Beaudoin’s been working on this project for a year — “one long, agonizing, exhilarating year” — and right at the start he consulted Mead Hunter, the guru of play development in Portland.

“I said, ‘I’ve been commissioned to do this. Help!’ And he said, ‘Let’s go have tea.'”

The tea must have helped. Beaudoin found a form to fit his function, and a lot of it he picked up straight from Gay. “I wanted to keep some of the same ideas as Gay, and some of the same plot points,” he said.

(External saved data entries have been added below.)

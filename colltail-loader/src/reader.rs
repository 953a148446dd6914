//! Tailoring payload readers
//!
//! A [`TailoringReader`] turns the `%%CollationBin` payload into the
//! non-rule parts of a [`Tailoring`]. The loader owns no payload format;
//! [`JsonSettingsReader`] is the reader used by the bundled tools and tests,
//! reading a JSON object of settings overrides.

use crate::tailoring::{
    AlternateHandling, BinaryData, CaseFirst, MaxVariable, Settings, Strength, Tailoring,
};
use serde::Deserialize;
use thiserror::Error;

/// Payload decoding failure
#[derive(Error, Debug)]
pub enum ReadError {
    /// The data bundle has no payload at all
    #[error("tailoring payload missing")]
    MissingPayload,

    #[error("tailoring payload is empty")]
    Empty,

    #[error("malformed tailoring payload: {0}")]
    Json(#[from] serde_json::Error),

    #[error("invalid tailoring payload: {0}")]
    Invalid(String),
}

/// Deserializer for tailoring payloads
pub trait TailoringReader: Send + Sync {
    /// Populate `target.settings` and `target.data` from `payload`.
    ///
    /// `root` is available for shared base tables. On error `target` must
    /// be treated as garbage; the loader discards it.
    fn read(&self, root: &Tailoring, payload: &[u8], target: &mut Tailoring) -> Result<(), ReadError>;
}

/// Overrides accepted by [`JsonSettingsReader`]
#[derive(Debug, Default, Deserialize)]
#[serde(deny_unknown_fields)]
struct SettingsOverrides {
    strength: Option<Strength>,
    alternate: Option<AlternateHandling>,
    case_first: Option<CaseFirst>,
    max_variable: Option<MaxVariable>,
    backwards_secondary: Option<bool>,
    case_level: Option<bool>,
    numeric: Option<bool>,
    reorder: Option<Vec<String>>,
}

impl SettingsOverrides {
    fn apply(self, settings: &mut Settings) {
        if let Some(strength) = self.strength {
            settings.strength = strength;
        }
        if let Some(alternate) = self.alternate {
            settings.alternate = alternate;
        }
        if let Some(case_first) = self.case_first {
            settings.case_first = case_first;
        }
        if let Some(max_variable) = self.max_variable {
            settings.max_variable = max_variable;
        }
        if let Some(backwards) = self.backwards_secondary {
            settings.backwards_secondary = backwards;
        }
        if let Some(case_level) = self.case_level {
            settings.case_level = case_level;
        }
        if let Some(numeric) = self.numeric {
            settings.numeric = numeric;
        }
        if let Some(codes) = self.reorder {
            settings.reorder_codes = codes;
        }
    }
}

/// Reorder codes: ISO 15924 script codes plus the special group names
fn validate_reorder_code(code: &str) -> Result<(), ReadError> {
    const GROUPS: [&str; 6] = ["space", "punct", "symbol", "currency", "digit", "others"];

    let is_script = code.len() == 4 && code.chars().all(|c| c.is_ascii_alphabetic());
    if is_script || GROUPS.contains(&code) {
        Ok(())
    } else {
        Err(ReadError::Invalid(format!("unknown reorder code {:?}", code)))
    }
}

/// Reads a UTF-8 JSON object of settings overrides
#[derive(Debug, Clone, Copy, Default)]
pub struct JsonSettingsReader;

impl TailoringReader for JsonSettingsReader {
    fn read(&self, _root: &Tailoring, payload: &[u8], target: &mut Tailoring) -> Result<(), ReadError> {
        if payload.iter().all(|b| b.is_ascii_whitespace()) {
            return Err(ReadError::Empty);
        }

        let overrides: SettingsOverrides = serde_json::from_slice(payload)?;
        if let Some(codes) = &overrides.reorder {
            for code in codes {
                validate_reorder_code(code)?;
            }
        }

        let mut settings = target.settings.clone();
        overrides.apply(&mut settings);

        target.settings = settings;
        target.data = BinaryData::new(payload);
        Ok(())
    }
}

#[cfg(test)]
mod tests {
    use super::*;
    use colltail_common::Locale;

    fn target() -> (Tailoring, Tailoring) {
        let root = Tailoring::root(Settings::default(), None);
        let seeded = Tailoring::seeded_from(&root, Locale::new("sv").unwrap());
        (root, seeded)
    }

    #[test]
    fn test_empty_object_keeps_seeded_settings() {
        let (root, mut t) = target();
        JsonSettingsReader.read(&root, b"{}", &mut t).unwrap();
        assert_eq!(t.settings, root.settings);
        assert_eq!(t.data.as_bytes(), b"{}");
    }

    #[test]
    fn test_overrides_applied() {
        let (root, mut t) = target();
        let payload = br#"{"strength": "primary", "alternate": "shifted", "numeric": true, "reorder": ["Grek", "digit"]}"#;
        JsonSettingsReader.read(&root, payload, &mut t).unwrap();

        assert_eq!(t.settings.strength, Strength::Primary);
        assert_eq!(t.settings.alternate, AlternateHandling::Shifted);
        assert!(t.settings.numeric);
        assert_eq!(t.settings.reorder_codes, vec!["Grek", "digit"]);
        assert_eq!(t.settings.case_first, CaseFirst::Off);
    }

    #[test]
    fn test_empty_payload_rejected() {
        let (root, mut t) = target();
        assert!(matches!(JsonSettingsReader.read(&root, b"", &mut t), Err(ReadError::Empty)));
        assert!(matches!(JsonSettingsReader.read(&root, b"  \n", &mut t), Err(ReadError::Empty)));
    }

    #[test]
    fn test_malformed_payload_leaves_target_untouched() {
        let (root, mut t) = target();
        let before = t.clone();
        let result = JsonSettingsReader.read(&root, b"{\"strength\": \"loud\"}", &mut t);
        assert!(matches!(result, Err(ReadError::Json(_))));
        assert_eq!(t, before);
    }

    #[test]
    fn test_unknown_field_rejected() {
        let (root, mut t) = target();
        let result = JsonSettingsReader.read(&root, b"{\"colour\": 1}", &mut t);
        assert!(matches!(result, Err(ReadError::Json(_))));
    }

    #[test]
    fn test_bad_reorder_code_rejected() {
        let (root, mut t) = target();
        let result = JsonSettingsReader.read(&root, br#"{"reorder": ["Greek"]}"#, &mut t);
        assert!(matches!(result, Err(ReadError::Invalid(_))));
    }
}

Although Herrman’s music is much more contemporary, it follows Gay’s lead, too. “Michael and I decided we wanted to keep some of the best of the original songs,” Beaudoin said. “A tune that is simple and memorable is simple and memorable for ever and ever.” They also use Gay’s song structures: “If you have a structure like that in place, it really frees you up.”

At rehearsal that night in the back room of Sherman Clay Pianos, the evidence of all this work was starting to come together. There was suitably seedy drama in the acting, and stage-savvy singing that carried its message simply and directly. A group cohesion was beginning to develop, an understanding that in this musical the beauty of the music rides roughshod. You could hear it, even, in the vocal warmups, which rumbled upward like a grand cacophany: a yowl and screech, but a yowl and screech with resonance.

For Beaudoin, who is excited and nervous and calm all at once, opening night can’t come quick enough. “I’m turning 30 the day before we open, so, this is … what it is,” he said wryly, and laughed.

He sounded like he thinks he’s running out of time.